Se è chiaro che l’aumento delle violenze sessuali deve essere fermato, bisogna fare attenzione a come lo si fa. Il tipo di narrativa che lo relega a problema del “terzo mondo” o che ne attribuisce tutta la colpa a “tradizione o religione” è comune, soprattutto nelle regioni dell’Africa e del Medioriente. Secondo Surie von Czechowski, quando discutiamo il problema “rischiamo di replicare le narrative coloniali sulle donne e la loro oppressione, piuttosto che focalizzarci sui fattori strutturali che portano a quella che poremmo definire "ingiustizia climatica”.

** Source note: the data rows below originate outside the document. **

//! CassandraCluster Custom Resource Definition
//!
//! A CassandraCluster describes a multi-datacenter, multi-rack Cassandra ring.
//! Each (datacenter, rack) pair is backed by one StatefulSet.

use std::collections::BTreeMap;

use kube::{CustomResource, ResourceExt};
use schemars::JsonSchema;
use serde::{Deserialize, Serialize};

use super::status::CassandraClusterStatus;
use super::topology::{DcRack, Topology};
use crate::{Error, LAST_APPLIED_ANNOTATION};

/// Specification for a CassandraCluster
#[derive(CustomResource, Clone, Debug, Deserialize, Serialize, JsonSchema, PartialEq)]
#[kube(
    group = "db.cassandra.dev",
    version = "v1alpha1",
    kind = "CassandraCluster",
    plural = "cassandraclusters",
    shortname = "cassc",
    status = "CassandraClusterStatus",
    namespaced,
    printcolumn = r#"{"name":"Phase","type":"string","jsonPath":".status.phase"}"#,
    printcolumn = r#"{"name":"Action","type":"string","jsonPath":".status.lastClusterAction"}"#,
    printcolumn = r#"{"name":"Status","type":"string","jsonPath":".status.lastClusterActionStatus"}"#,
    printcolumn = r#"{"name":"Age","type":"date","jsonPath":".metadata.creationTimestamp"}"#
)]
#[serde(rename_all = "camelCase")]
pub struct CassandraClusterSpec {
    /// Default node count of every rack
    #[serde(default = "default_nodes_per_racks")]
    pub nodes_per_racks: i32,

    /// Datacenters and racks of the ring
    #[serde(default)]
    pub topology: Topology,

    /// Delete volume claims when the cluster is deleted
    #[serde(default, rename = "deletePVC")]
    pub delete_pvc: bool,

    /// Let the operator maintain `seed_list` from the topology
    #[serde(default)]
    pub auto_update_seed_list: bool,

    /// One-shot flag allowing the next blocked operation to proceed
    #[serde(default)]
    pub unlock_next_operation: bool,

    /// Compute resources of each Cassandra container
    #[serde(default)]
    pub resources: ResourceRequirements,

    /// Size of each node's data volume; immutable
    #[serde(default = "default_data_capacity")]
    pub data_capacity: String,

    /// Storage class of each node's data volume; immutable
    #[serde(default, skip_serializing_if = "Option::is_none")]
    pub data_storage_class: Option<String>,

    /// Cassandra container image
    #[serde(default = "default_image")]
    pub image: String,

    /// Seed node addresses handed to every node
    #[serde(default, skip_serializing_if = "Vec::is_empty")]
    pub seed_list: Vec<String>,

    /// Secret with `username`/`password` keys for the Jolokia agent
    #[serde(default, skip_serializing_if = "Option::is_none")]
    pub jolokia_secret: Option<SecretRef>,
}

fn default_nodes_per_racks() -> i32 {
    1
}

fn default_data_capacity() -> String {
    "3Gi".to_string()
}

fn default_image() -> String {
    "cassandra:4.1".to_string()
}

/// Requests and limits as Kubernetes quantity strings
#[derive(Clone, Debug, Default, Deserialize, Serialize, JsonSchema, PartialEq, Eq)]
#[serde(rename_all = "camelCase")]
pub struct ResourceRequirements {
    /// Minimum resources (e.g. `cpu: 500m`, `memory: 2Gi`)
    #[serde(default, skip_serializing_if = "BTreeMap::is_empty")]
    pub requests: BTreeMap<String, String>,
    /// Maximum resources
    #[serde(default, skip_serializing_if = "BTreeMap::is_empty")]
    pub limits: BTreeMap<String, String>,
}

/// Reference to a Secret in the cluster's namespace
#[derive(Clone, Debug, Default, Deserialize, Serialize, JsonSchema, PartialEq, Eq)]
pub struct SecretRef {
    /// Secret name
    pub name: String,
}

impl CassandraClusterSpec {
    /// Every (dc, rack) pair in processing order
    pub fn dc_racks(&self) -> Vec<DcRack> {
        self.topology.dc_racks(self.nodes_per_racks)
    }

    /// Validate the structure of the spec.
    ///
    /// Datacenter and rack names must be non-empty, dc-rack keys unique,
    /// the global node count positive and per-dc or per-rack counts
    /// non-negative.
    pub fn validate(&self, cluster: &str) -> Result<(), Error> {
        if self.nodes_per_racks <= 0 {
            return Err(Error::validation_for_field(
                cluster,
                "spec.nodesPerRacks",
                "must be at least 1",
            ));
        }
        let mut seen = BTreeMap::new();
        for dc_rack in self.dc_racks() {
            let field = format!(
                "spec.topology.dc[{}].rack[{}]",
                dc_rack.dc_index, dc_rack.rack_index
            );
            if dc_rack.dc.is_empty() || dc_rack.rack.is_empty() {
                return Err(Error::validation_for_field(
                    cluster,
                    field,
                    "datacenter and rack names must not be empty",
                ));
            }
            if dc_rack.nodes < 0 {
                return Err(Error::validation_for_field(
                    cluster,
                    field,
                    "node count must not be negative",
                ));
            }
            if let Some(previous) = seen.insert(dc_rack.key(), field.clone()) {
                return Err(Error::validation_for_field(
                    cluster,
                    field,
                    format!("dc-rack key {} already used by {previous}", dc_rack.key()),
                ));
            }
        }
        Ok(())
    }
}

/// The document stored in the last-applied annotation
#[derive(Clone, Debug, Deserialize, Serialize, PartialEq)]
#[serde(rename_all = "camelCase")]
pub struct LastAppliedSnapshot {
    /// API version of the cluster object
    pub api_version: String,
    /// Kind of the cluster object
    pub kind: String,
    /// Identity of the cluster object
    pub metadata: SnapshotMetadata,
    /// Spec that was accepted
    pub spec: CassandraClusterSpec,
}

/// Name and namespace recorded in a snapshot
#[derive(Clone, Debug, Default, Deserialize, Serialize, PartialEq)]
pub struct SnapshotMetadata {
    /// Object name
    pub name: String,
    /// Object namespace
    #[serde(default)]
    pub namespace: String,
}

impl CassandraCluster {
    /// Serialize the current spec the way the last-applied annotation stores it
    pub fn compute_last_applied(&self) -> Result<String, Error> {
        let snapshot = LastAppliedSnapshot {
            api_version: "db.cassandra.dev/v1alpha1".to_string(),
            kind: "CassandraCluster".to_string(),
            metadata: SnapshotMetadata {
                name: self.name_any(),
                namespace: self.namespace().unwrap_or_default(),
            },
            spec: self.spec.clone(),
        };
        Ok(serde_json::to_string(&snapshot)?)
    }

    /// Raw last-applied annotation, if present
    pub fn last_applied_raw(&self) -> Option<&str> {
        self.metadata
            .annotations
            .as_ref()
            .and_then(|a| a.get(LAST_APPLIED_ANNOTATION))
            .map(String::as_str)
    }

    /// Parsed last-applied snapshot, if present
    pub fn last_applied(&self) -> Option<Result<LastAppliedSnapshot, Error>> {
        self.last_applied_raw().map(|raw| {
            serde_json::from_str(raw).map_err(|e| {
                Error::serialization_for_kind("CassandraCluster", format!("last-applied: {e}"))
            })
        })
    }

    /// Record the current spec as the last applied one
    pub fn annotate_last_applied(&mut self) -> Result<(), Error> {
        let value = self.compute_last_applied()?;
        self.annotations_mut()
            .insert(LAST_APPLIED_ANNOTATION.to_string(), value);
        Ok(())
    }

    /// Whether the finalizer list holds `finalizer`
    pub fn has_finalizer(&self, finalizer: &str) -> bool {
        self.finalizers().iter().any(|f| f == finalizer)
    }
}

Risolvere l’emergenza climatica significa anche lottare per mettere fine all’oppressione basata sul genere e a tutte le forme di ingiustizia che si intersecano a questo problema. Non farlo può solo portare a maggiori disastri. Secondo Delphine Pinault, Coordinatrice della difesa umanitaria di CARE e rappresentante ONU “la preparazione e la risposta alla crisi climatica devono avere al centro donne e ragazze”.
Conclude: “Donne e ragazze sono nella posizione migliore per contrastare i rischi causati dalla crisi climatica e aiutare le loro comunità ad adattarsi. Devono avere un posto ai tavoli decisionali, far sentire le loro voci ed essere supportate nel guidare la risposta”.